§ **TASK BRIEF**
How many lines in these records hold the string "format"? Reply with the number alone.

§ **INPUT RECORDS**
──────────────────────────────
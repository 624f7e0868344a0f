use soroban_sdk::{contracttype, Address, Env, Symbol};

#[contracttype]
#[derive(Clone)]
pub struct CampaignCreatedEvent {
    pub campaign_id: u64,
    pub owner: Address,
}

#[contracttype]
#[derive(Clone)]
pub struct CampaignStartedEvent {
    pub campaign_id: u64,
    pub goal: i128,
    pub min_contribution: i128,
    pub deadline: u64,
}

#[contracttype]
#[derive(Clone)]
pub struct ContributionReceivedEvent {
    pub campaign_id: u64,
    pub contributor: Address,
    pub amount: i128,
    pub total_raised: i128,
}

#[contracttype]
#[derive(Clone)]
pub struct FundsClaimedEvent {
    pub campaign_id: u64,
    pub owner: Address,
    pub amount: i128,
}

#[contracttype]
#[derive(Clone)]
pub struct ContributionRefundedEvent {
    pub campaign_id: u64,
    pub contributor: Address,
    pub amount: i128,
}

pub fn emit_campaign_created(env: &Env, event: CampaignCreatedEvent) {
    env.events()
        .publish((Symbol::new(env, "campaign_created"),), event);
}

pub fn emit_campaign_started(env: &Env, event: CampaignStartedEvent) {
    env.events()
        .publish((Symbol::new(env, "campaign_started"),), event);
}

pub fn emit_contribution_received(env: &Env, event: ContributionReceivedEvent) {
    env.events()
        .publish((Symbol::new(env, "contribution_received"),), event);
}

pub fn emit_funds_claimed(env: &Env, event: FundsClaimedEvent) {
    env.events()
        .publish((Symbol::new(env, "funds_claimed"),), event);
}

pub fn emit_contribution_refunded(env: &Env, event: ContributionRefundedEvent) {
    env.events()
        .publish((Symbol::new(env, "contribution_refunded"),), event);
}
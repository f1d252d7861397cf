// WhatsApp binary protocol node tree.
//
// Only the `Node` tree type lives here; tokenization and wire (de)serialization
// of the full binary XMPP-like protocol belong to the higher-level messaging
// layer and are out of scope for this crate.

pub mod node;

pub use node::*;
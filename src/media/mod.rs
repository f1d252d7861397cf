//! Media cryptography and transport core: key derivation, streaming
//! encrypt/decrypt of WhatsApp's AES-256-CBC + HMAC-SHA256 media format,
//! multi-host upload dispatch, and the media-retry signaling sub-protocol.

pub mod decrypt;
pub mod encrypt;
pub mod error;
pub mod kdf;
pub mod retry;
pub mod stream;
pub mod types;
pub mod upload;
pub mod url;

pub use decrypt::{decrypt, DecryptOptions};
pub use encrypt::{encrypt, EncryptOptions};
pub use error::MediaError;
pub use kdf::{derive_keys, media_key_from_base64};
pub use retry::{
    decode_retry_node, decrypt_retry_data, encrypt_retry_request, MediaRetryNotification,
    MediaUpdateEvent, MessageKey, RetryCiphertext,
};
pub use stream::StreamSource;
pub use types::{
    ByteRange, DownloadableMessage, EncryptedArtifact, MediaConnInfo, MediaKeys, MediaType,
    UploadHost,
};
pub use upload::{MediaClientConfig, MediaConnProvider, UploadDispatcher, UploadOptions, UploadResult};
pub use url::{direct_path_to_url, resolve_download_url};
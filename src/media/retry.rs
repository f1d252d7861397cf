use base64::{engine::general_purpose::STANDARD, Engine as _};

use crate::binary::Node;
use crate::media::error::MediaError;
use crate::types::JID;
use crate::util::crypto::{hkdf_expand, random_bytes, AesGcm};

const RETRY_INFO: &[u8] = b"WhatsApp Media Retry Notification";
const GCM_NONCE_LEN: usize = 12;

fn retry_key(media_key: &[u8]) -> Result<[u8; 32], MediaError> {
    let expanded =
        hkdf_expand(media_key, RETRY_INFO, 32).map_err(|e| MediaError::RetryError(e.to_string()))?;
    let mut key = [0u8; 32];
    key.copy_from_slice(&expanded);
    Ok(key)
}

/// Minimal length-delimited protobuf encoding for a single string field
/// (field 1, wire type 2) — `ServerErrorReceipt{ stanza_id }` has no other
/// fields in this protocol.
struct ServerErrorReceipt {
    stanza_id: String,
}

impl ServerErrorReceipt {
    fn encode(&self) -> Vec<u8> {
        let bytes = self.stanza_id.as_bytes();
        let mut out = Vec::with_capacity(bytes.len() + 2);
        out.push((1 << 3) | 2);
        encode_varint(bytes.len() as u64, &mut out);
        out.extend_from_slice(bytes);
        out
    }

    fn decode(data: &[u8]) -> Result<Self, MediaError> {
        if data.is_empty() {
            return Err(MediaError::RetryError("empty ServerErrorReceipt".into()));
        }
        let tag = data[0];
        if tag != ((1 << 3) | 2) {
            return Err(MediaError::RetryError(format!(
                "unexpected ServerErrorReceipt tag: {}",
                tag
            )));
        }
        let (len, len_size) = decode_varint(&data[1..])?;
        let start = 1 + len_size;
        let end = start + len as usize;
        let field = data
            .get(start..end)
            .ok_or_else(|| MediaError::RetryError("truncated ServerErrorReceipt".into()))?;
        Ok(Self {
            stanza_id: String::from_utf8(field.to_vec())
                .map_err(|e| MediaError::RetryError(e.to_string()))?,
        })
    }
}

fn encode_varint(mut value: u64, out: &mut Vec<u8>) {
    loop {
        let mut byte = (value & 0x7f) as u8;
        value >>= 7;
        if value != 0 {
            byte |= 0x80;
        }
        out.push(byte);
        if value == 0 {
            break;
        }
    }
}

fn decode_varint(data: &[u8]) -> Result<(u64, usize), MediaError> {
    let mut result = 0u64;
    let mut shift = 0;
    for (i, &byte) in data.iter().enumerate() {
        result |= ((byte & 0x7f) as u64) << shift;
        if byte & 0x80 == 0 {
            return Ok((result, i + 1));
        }
        shift += 7;
    }
    Err(MediaError::RetryError("truncated varint".into()))
}

/// Identifies a single message within a chat, as referenced by a retry
/// request/response.
#[derive(Debug, Clone, PartialEq, Eq)]
pub struct MessageKey {
    pub remote_jid: String,
    pub from_me: bool,
    pub id: String,
    pub participant: Option<String>,
}

/// The ciphertext and nonce carried by a retry response's `encrypt` node.
#[derive(Debug, Clone)]
pub struct RetryCiphertext {
    pub ciphertext: Vec<u8>,
    pub iv: Vec<u8>,
}

/// A decoded retry response: either an error code or a ciphertext payload.
#[derive(Debug, Clone)]
pub enum MediaUpdateEvent {
    Error { key: MessageKey, code: u16 },
    Payload { key: MessageKey, payload: RetryCiphertext },
}

/// The plaintext `ServerErrorReceipt` recovered from a retry response.
#[derive(Debug, Clone, PartialEq, Eq)]
pub struct MediaRetryNotification {
    pub stanza_id: String,
}

fn status_code_for(status: &str) -> u16 {
    match status {
        "success" => 200,
        "decryption-error" => 412,
        "not-found" => 404,
        "general-error" => 418,
        _ => 418,
    }
}

/// Build the `receipt` node requesting re-upload of a vanished media item.
pub fn encrypt_retry_request(
    msg_key: &MessageKey,
    media_key: &[u8],
    me_jid: &JID,
) -> Result<Node, MediaError> {
    let key = retry_key(media_key)?;
    let iv = random_bytes(GCM_NONCE_LEN);

    let plaintext = ServerErrorReceipt {
        stanza_id: msg_key.id.clone(),
    }
    .encode();

    let aes = AesGcm::new(&key).map_err(|e| MediaError::RetryError(e.to_string()))?;
    let ciphertext = aes
        .encrypt_with_aad(&iv, &plaintext, msg_key.id.as_bytes())
        .map_err(|e| MediaError::RetryError(e.to_string()))?;

    let encrypt_node = Node::new("encrypt".to_string())
        .attr("enc_p".to_string(), STANDARD.encode(&ciphertext))
        .attr("enc_iv".to_string(), STANDARD.encode(&iv));

    let mut rmr = Node::new("rmr".to_string())
        .attr("jid".to_string(), msg_key.remote_jid.clone())
        .attr("from_me".to_string(), msg_key.from_me.to_string());
    if let Some(participant) = &msg_key.participant {
        rmr = rmr.attr("participant".to_string(), participant.clone());
    }

    Ok(Node::new("receipt".to_string())
        .attr("id".to_string(), msg_key.id.clone())
        .attr("to".to_string(), me_jid.to_non_ad())
        .attr("type".to_string(), "server-error".to_string())
        .with_children(vec![encrypt_node, rmr]))
}

/// Decode an incoming `receipt` node into a [`MediaUpdateEvent`].
pub fn decode_retry_node(node: &Node) -> Result<MediaUpdateEvent, MediaError> {
    let rmr = node
        .find_child("rmr")
        .ok_or_else(|| MediaError::RetryError("missing rmr child".into()))?;

    let remote_jid = rmr
        .get_attr("jid")
        .cloned()
        .ok_or_else(|| MediaError::RetryError("rmr missing jid".into()))?;
    let from_me = rmr.get_attr("from_me").map(|v| v == "true").unwrap_or(false);
    let participant = rmr.get_attr("participant").cloned();
    let id = node
        .get_attr("id")
        .cloned()
        .ok_or_else(|| MediaError::RetryError("receipt missing id".into()))?;

    let key = MessageKey {
        remote_jid,
        from_me,
        id,
        participant,
    };

    if let Some(error) = node.find_child("error") {
        let status = error.get_attr("code").map(String::as_str).unwrap_or("general-error");
        return Ok(MediaUpdateEvent::Error {
            key,
            code: status_code_for(status),
        });
    }

    let encrypt_node = node
        .find_child("encrypt")
        .ok_or_else(|| MediaError::RetryError("not-found: missing encrypt node".into()));
    let encrypt_node = match encrypt_node {
        Ok(n) => n,
        Err(_) => {
            return Ok(MediaUpdateEvent::Error {
                key,
                code: status_code_for("not-found"),
            })
        }
    };

    let enc_p = encrypt_node.get_attr("enc_p");
    let enc_iv = encrypt_node.get_attr("enc_iv");
    let (enc_p, enc_iv) = match (enc_p, enc_iv) {
        (Some(p), Some(iv)) => (p, iv),
        _ => {
            return Ok(MediaUpdateEvent::Error {
                key,
                code: status_code_for("not-found"),
            })
        }
    };

    let ciphertext = STANDARD
        .decode(enc_p)
        .map_err(|e| MediaError::RetryError(e.to_string()))?;
    let iv = STANDARD
        .decode(enc_iv)
        .map_err(|e| MediaError::RetryError(e.to_string()))?;

    Ok(MediaUpdateEvent::Payload {
        key,
        payload: RetryCiphertext { ciphertext, iv },
    })
}

/// Decrypt a retry response's ciphertext into the recovered
/// `ServerErrorReceipt`/[`MediaRetryNotification`].
pub fn decrypt_retry_data(
    payload: &RetryCiphertext,
    media_key: &[u8],
    msg_id: &str,
) -> Result<MediaRetryNotification, MediaError> {
    let key = retry_key(media_key)?;
    let aes = AesGcm::new(&key).map_err(|e| MediaError::RetryError(e.to_string()))?;
    let plaintext = aes
        .decrypt_with_aad(&payload.iv, &payload.ciphertext, msg_id.as_bytes())
        .map_err(|e| MediaError::RetryError(e.to_string()))?;
    let receipt = ServerErrorReceipt::decode(&plaintext)?;
    Ok(MediaRetryNotification {
        stanza_id: receipt.stanza_id,
    })
}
──────────────────────────────
§ **OUTPUT OF THE TASK**
2